"I'll leave the research to you and Dana for now." She shrugged. "I've got some other trails to follow."
"Such as?"
"Logic. Goddesses. There are a couple of New Age shops in the area. I'm going to check them out. Then there's the painting. I'm going to find out who painted that portrait, see what else he or she has done, and where those paintings might be. Who owns them, how they acquired them. I need to take another trip up to Warrior's Peak, have another talk with Pitte and Rowena, and get another look at that painting. A better look."
"I'll go with you. There's a story here, Malory. This could be a huge scam, which would make it big news and my duty to report it."
She stiffened up. "You don't have any proof that Rowena and Pitte aren't legitimate—possibly loony, yes, but not crooks."

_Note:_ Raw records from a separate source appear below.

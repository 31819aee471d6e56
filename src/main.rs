use std::path::{Path, PathBuf};
use std::time::Duration;

use anyhow::{bail, ensure, Context, Result};
use clap::{Args, Parser, Subcommand};
use tracing_subscriber::EnvFilter;

use chunkscribe::export;
use chunkscribe::pipeline::worker::{JobHandle, JobRequest, JobUpdate};
use chunkscribe::pipeline::{SplitRequest, TranscribeRequest};
use chunkscribe::transcription::ModelSize;
use chunkscribe::types::{ChunkBounds, RuntimeSplitConfig, SplitConfig};

/// Chunkscribe - silence-aware audio chunking and transcription
///
/// Splits a long recording into silence-bounded chunks of bounded duration
/// and transcribes each chunk with Whisper into one transcript file.
#[derive(Parser, Debug)]
#[command(name = "chunkscribe")]
#[command(version = "0.1.0")]
#[command(about = "Split long recordings on silence and transcribe them", long_about = None)]
struct Cli {
    #[command(subcommand)]
    command: Command,
}

#[derive(Subcommand, Debug)]
enum Command {
    /// Split a recording into silence-bounded, duration-bounded chunks
    Split(SplitArgs),
    /// Transcribe previously exported chunks into one transcript file
    Transcribe(TranscribeArgs),
    /// Split and transcribe in one pass
    Run(RunArgs),
    /// Convert an audio file to 16-bit WAV
    Convert(ConvertArgs),
}

#[derive(Args, Debug, Clone)]
struct SplitOptions {
    /// Minimum chunk length (seconds, MM:SS or HH:MM:SS); default 10 minutes
    #[arg(long, value_name = "TIME")]
    min_length: Option<String>,

    /// Maximum chunk length (seconds, MM:SS or HH:MM:SS); default 15 minutes
    #[arg(long, value_name = "TIME")]
    max_length: Option<String>,

    /// Minimum silence that separates segments; default 2 seconds
    #[arg(long, value_name = "TIME")]
    min_silence: Option<String>,

    /// Silence threshold in dBFS; default -32
    #[arg(long, value_name = "DB")]
    silence_threshold: Option<f32>,

    /// Silence padding retained around each segment; default 0.5 seconds
    #[arg(long, value_name = "TIME")]
    keep_silence: Option<String>,

    /// Inline JSON splitter configuration
    #[arg(long, value_name = "JSON", conflicts_with = "config_file")]
    config_json: Option<String>,

    /// Path to a JSON splitter configuration file
    #[arg(long, value_name = "PATH", conflicts_with = "config_json")]
    config_file: Option<PathBuf>,
}

impl SplitOptions {
    /// Resolve defaults, then the JSON config, then explicit flags.
    fn resolve(&self) -> Result<(SplitConfig, ChunkBounds)> {
        let mut split = SplitConfig::default();
        let mut bounds = ChunkBounds::default();

        if let Some(runtime) =
            load_runtime_config(self.config_file.as_deref(), self.config_json.as_deref())?
        {
            runtime
                .validate()
                .context("splitter configuration validation failed")?;
            runtime.apply(&mut split, &mut bounds);
        }

        if let Some(raw) = self.min_length.as_deref() {
            bounds.min_length = parse_time(raw).context("invalid --min-length")?;
        }
        if let Some(raw) = self.max_length.as_deref() {
            bounds.max_length = parse_time(raw).context("invalid --max-length")?;
        }
        if let Some(raw) = self.min_silence.as_deref() {
            split.min_silence = parse_time(raw).context("invalid --min-silence")?;
        }
        if let Some(db) = self.silence_threshold {
            ensure!(
                db.is_finite() && db < 0.0,
                "--silence-threshold must be a negative dBFS value"
            );
            split.silence_threshold_db = db;
        }
        if let Some(raw) = self.keep_silence.as_deref() {
            split.keep_silence = parse_time(raw).context("invalid --keep-silence")?;
        }

        ensure!(
            !bounds.min_length.is_zero() && !bounds.max_length.is_zero(),
            "invalid bounds: chunk lengths must be positive"
        );
        ensure!(
            bounds.min_length <= bounds.max_length,
            "invalid bounds: min-length ({:.0}s) exceeds max-length ({:.0}s)",
            bounds.min_length.as_secs_f64(),
            bounds.max_length.as_secs_f64()
        );
        ensure!(
            !split.min_silence.is_zero(),
            "--min-silence must be positive"
        );

        Ok((split, bounds))
    }
}

#[derive(Args, Debug, Clone)]
struct ModelOptions {
    /// Whisper model size: tiny, base, small, medium or large
    #[arg(long, default_value = "base", value_name = "SIZE")]
    model: String,

    /// Path to a ggml model file (overrides --model and WHISPER_MODEL_PATH)
    #[arg(long, value_name = "PATH")]
    model_path: Option<PathBuf>,
}

impl ModelOptions {
    fn model_size(&self) -> Result<ModelSize> {
        self.model.parse()
    }
}

#[derive(Args, Debug, Clone)]
struct SplitArgs {
    /// Input audio file (MP3, OGG, FLAC, WAV, ...)
    #[arg(value_name = "INPUT")]
    input_file: PathBuf,

    /// Directory that receives the chunk<N>.wav files
    #[arg(value_name = "OUTPUT_DIR")]
    output_dir: PathBuf,

    #[command(flatten)]
    options: SplitOptions,
}

#[derive(Args, Debug, Clone)]
struct TranscribeArgs {
    /// Directory containing chunk<N>.wav files
    #[arg(value_name = "CHUNK_DIR")]
    chunk_dir: PathBuf,

    /// Transcript file to append to
    #[arg(value_name = "OUTPUT_TXT")]
    output_txt: PathBuf,

    #[command(flatten)]
    model: ModelOptions,
}

#[derive(Args, Debug, Clone)]
struct RunArgs {
    /// Input audio file (MP3, OGG, FLAC, WAV, ...)
    #[arg(value_name = "INPUT")]
    input_file: PathBuf,

    /// Directory that receives the chunk<N>.wav files
    #[arg(value_name = "OUTPUT_DIR")]
    output_dir: PathBuf,

    /// Transcript file to append to
    #[arg(value_name = "OUTPUT_TXT")]
    output_txt: PathBuf,

    #[command(flatten)]
    options: SplitOptions,

    #[command(flatten)]
    model: ModelOptions,
}

#[derive(Args, Debug, Clone)]
struct ConvertArgs {
    /// Input audio file
    #[arg(value_name = "INPUT")]
    input_file: PathBuf,

    /// Directory that receives the converted WAV
    #[arg(value_name = "OUTPUT_DIR")]
    output_dir: PathBuf,
}

fn main() -> Result<()> {
    init_tracing();
    let cli = Cli::parse();
    match cli.command {
        Command::Split(args) => handle_split(args),
        Command::Transcribe(args) => handle_transcribe(args),
        Command::Run(args) => handle_run(args),
        Command::Convert(args) => handle_convert(args),
    }
}

fn init_tracing() {
    tracing_subscriber::fmt()
        .with_env_filter(
            EnvFilter::try_from_default_env().unwrap_or_else(|_| EnvFilter::new("warn")),
        )
        .init();
}

fn handle_split(args: SplitArgs) -> Result<()> {
    validate_input_file(&args.input_file)?;
    validate_output_dir(&args.output_dir)?;
    let (split, bounds) = args.options.resolve()?;

    let request = SplitRequest {
        input: args.input_file,
        output_dir: args.output_dir.clone(),
        split,
        bounds,
    };
    let terminal = run_job(JobRequest::Split(request))?;
    if let JobUpdate::Finished(summary) = terminal {
        println!(
            "\nDone: {} chunk files under {}",
            summary.chunk_files.len(),
            args.output_dir.display()
        );
    }
    Ok(())
}

fn handle_transcribe(args: TranscribeArgs) -> Result<()> {
    ensure!(
        args.chunk_dir.is_dir(),
        "chunk directory does not exist: {}",
        args.chunk_dir.display()
    );
    let request = TranscribeRequest {
        chunk_dir: args.chunk_dir,
        output_txt: args.output_txt.clone(),
        model: args.model.model_size()?,
        model_path: args.model.model_path.clone(),
    };
    let terminal = run_job(JobRequest::Transcribe(request))?;
    if matches!(terminal, JobUpdate::Finished(_)) {
        println!(
            "\nDone: transcript saved to {}",
            args.output_txt.display()
        );
    }
    Ok(())
}

fn handle_run(args: RunArgs) -> Result<()> {
    validate_input_file(&args.input_file)?;
    validate_output_dir(&args.output_dir)?;
    let (split, bounds) = args.options.resolve()?;

    let split_request = SplitRequest {
        input: args.input_file,
        output_dir: args.output_dir.clone(),
        split,
        bounds,
    };
    let transcribe_request = TranscribeRequest {
        chunk_dir: args.output_dir,
        output_txt: args.output_txt.clone(),
        model: args.model.model_size()?,
        model_path: args.model.model_path.clone(),
    };
    let terminal = run_job(JobRequest::Full(split_request, transcribe_request))?;
    if matches!(terminal, JobUpdate::Finished(_)) {
        println!(
            "\nDone: transcript saved to {}",
            args.output_txt.display()
        );
    }
    Ok(())
}

fn handle_convert(args: ConvertArgs) -> Result<()> {
    validate_input_file(&args.input_file)?;
    validate_output_dir(&args.output_dir)?;
    let path = export::convert_to_wav(&args.input_file, &args.output_dir)?;
    println!("Converted {} to {}", args.input_file.display(), path.display());
    Ok(())
}

/// Spawn the job and print progress until it ends; failures become errors.
fn run_job(request: JobRequest) -> Result<JobUpdate> {
    let handle = JobHandle::spawn(request)?;
    let terminal = handle.wait_with(print_progress);
    match terminal {
        JobUpdate::Failed(err) => bail!("{err}"),
        JobUpdate::Cancelled => bail!("job was cancelled before it finished"),
        other => Ok(other),
    }
}

fn print_progress(update: &JobUpdate) {
    match update {
        JobUpdate::StageStarted { stage } => println!("\n=> {stage}"),
        JobUpdate::SegmentsFound { segments } => {
            println!("   found {segments} silence-delimited segments");
        }
        JobUpdate::ChunksPlanned { chunks } => println!("   planned {chunks} chunks"),
        JobUpdate::ChunkExported { index, total, path } => {
            println!("   wrote {} ({}/{})", path.display(), index + 1, total);
        }
        JobUpdate::ChunkTranscribed { index, total } => {
            println!("   transcribed chunk {}/{}", index + 1, total);
        }
        JobUpdate::Finished(_) | JobUpdate::Failed(_) | JobUpdate::Cancelled => {}
    }
}

fn validate_input_file(path: &Path) -> Result<()> {
    ensure!(path.exists(), "input file does not exist: {}", path.display());
    ensure!(path.is_file(), "input path is not a file: {}", path.display());
    Ok(())
}

fn validate_output_dir(path: &Path) -> Result<()> {
    if path.exists() {
        ensure!(
            path.is_dir(),
            "output path must be a directory: {}",
            path.display()
        );
    }
    Ok(())
}

fn load_runtime_config(
    file: Option<&Path>,
    json: Option<&str>,
) -> Result<Option<RuntimeSplitConfig>> {
    if let Some(path) = file {
        let data = std::fs::read_to_string(path)
            .with_context(|| format!("failed to read config file {}", path.display()))?;
        let runtime = serde_json::from_str(&data).context("failed to parse config JSON")?;
        return Ok(Some(runtime));
    }
    if let Some(raw) = json {
        let runtime = serde_json::from_str(raw).context("failed to parse config JSON")?;
        return Ok(Some(runtime));
    }
    Ok(None)
}

/// Parse a duration given as seconds ("90", "12.5") or as MM:SS / HH:MM:SS.
fn parse_time(raw: &str) -> Result<Duration> {
    if raw.contains(':') {
        return parse_hms_time(raw);
    }
    let seconds: f64 = raw
        .parse()
        .with_context(|| format!("failed to parse seconds value '{raw}'"))?;
    ensure!(seconds >= 0.0, "time values must be non-negative");
    Ok(Duration::from_secs_f64(seconds))
}

fn parse_hms_time(raw: &str) -> Result<Duration> {
    let parts: Vec<&str> = raw.split(':').collect();
    ensure!(
        (2..=3).contains(&parts.len()),
        "time format must be MM:SS or HH:MM:SS"
    );

    let seconds = parts[parts.len() - 1]
        .parse::<f64>()
        .with_context(|| format!("invalid seconds component '{}'", parts[parts.len() - 1]))?;
    let minutes = parts[parts.len() - 2]
        .parse::<f64>()
        .with_context(|| format!("invalid minutes component '{}'", parts[parts.len() - 2]))?;
    ensure!(minutes >= 0.0, "minutes must be non-negative");
    ensure!(seconds >= 0.0, "seconds must be non-negative");

    let hours = if parts.len() == 3 {
        let value = parts[0]
            .parse::<f64>()
            .with_context(|| format!("invalid hours component '{}'", parts[0]))?;
        ensure!(value >= 0.0, "hours must be non-negative");
        value
    } else {
        0.0
    };

    Ok(Duration::from_secs_f64(hours * 3600.0 + minutes * 60.0 + seconds))
}

#[cfg(test)]
mod tests {
    use super::*;

    #[test]
    fn parse_time_seconds() {
        assert_eq!(parse_time("90").unwrap(), Duration::from_secs(90));
        assert_eq!(parse_time("12.5").unwrap(), Duration::from_secs_f64(12.5));
    }

    #[test]
    fn parse_time_hms() {
        let parsed = parse_time("01:02:03.5").unwrap();
        let expected = 3600.0 + 120.0 + 3.5;
        assert!((parsed.as_secs_f64() - expected).abs() < 1e-6);
        assert_eq!(parse_time("10:00").unwrap(), Duration::from_secs(600));
    }

    #[test]
    fn parse_time_rejects_garbage() {
        assert!(parse_time("ten minutes").is_err());
        assert!(parse_time("1:2:3:4").is_err());
    }

    #[test]
    fn resolve_applies_flags_over_json() {
        let options = SplitOptions {
            min_length: Some("5:00".to_string()),
            max_length: None,
            min_silence: None,
            silence_threshold: Some(-40.0),
            keep_silence: None,
            config_json: Some(r#"{"min_length_ms": 480000, "max_length_ms": 600000}"#.to_string()),
            config_file: None,
        };
        let (split, bounds) = options.resolve().unwrap();
        // flag wins over the JSON floor; the JSON ceiling stands
        assert_eq!(bounds.min_length, Duration::from_secs(300));
        assert_eq!(bounds.max_length, Duration::from_secs(600));
        assert_eq!(split.silence_threshold_db, -40.0);
    }

    #[test]
    fn resolve_rejects_inverted_bounds() {
        let options = SplitOptions {
            min_length: Some("20:00".to_string()),
            max_length: Some("10:00".to_string()),
            min_silence: None,
            silence_threshold: None,
            keep_silence: None,
            config_json: None,
            config_file: None,
        };
        let err = options.resolve().unwrap_err();
        assert!(err.to_string().contains("invalid bounds"));
    }
}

"Easy." He held up a hand for peace. "I'm not writing anything until I have all the facts. I can't get all the facts until I meet all the players. I need an entree to that house. You're it. In exchange you get the benefit of my keen investigative skills and dogged reporter's determination. I go with you, or I talk Dana into taking me up there."
She tapped a finger on the table while she considered her options. "They might not talk to you. In fact, they may not like it that we've brought you into this, even on a peripheral level."
"Leave that part to me. Getting into places where I'm not wanted is part of my job description."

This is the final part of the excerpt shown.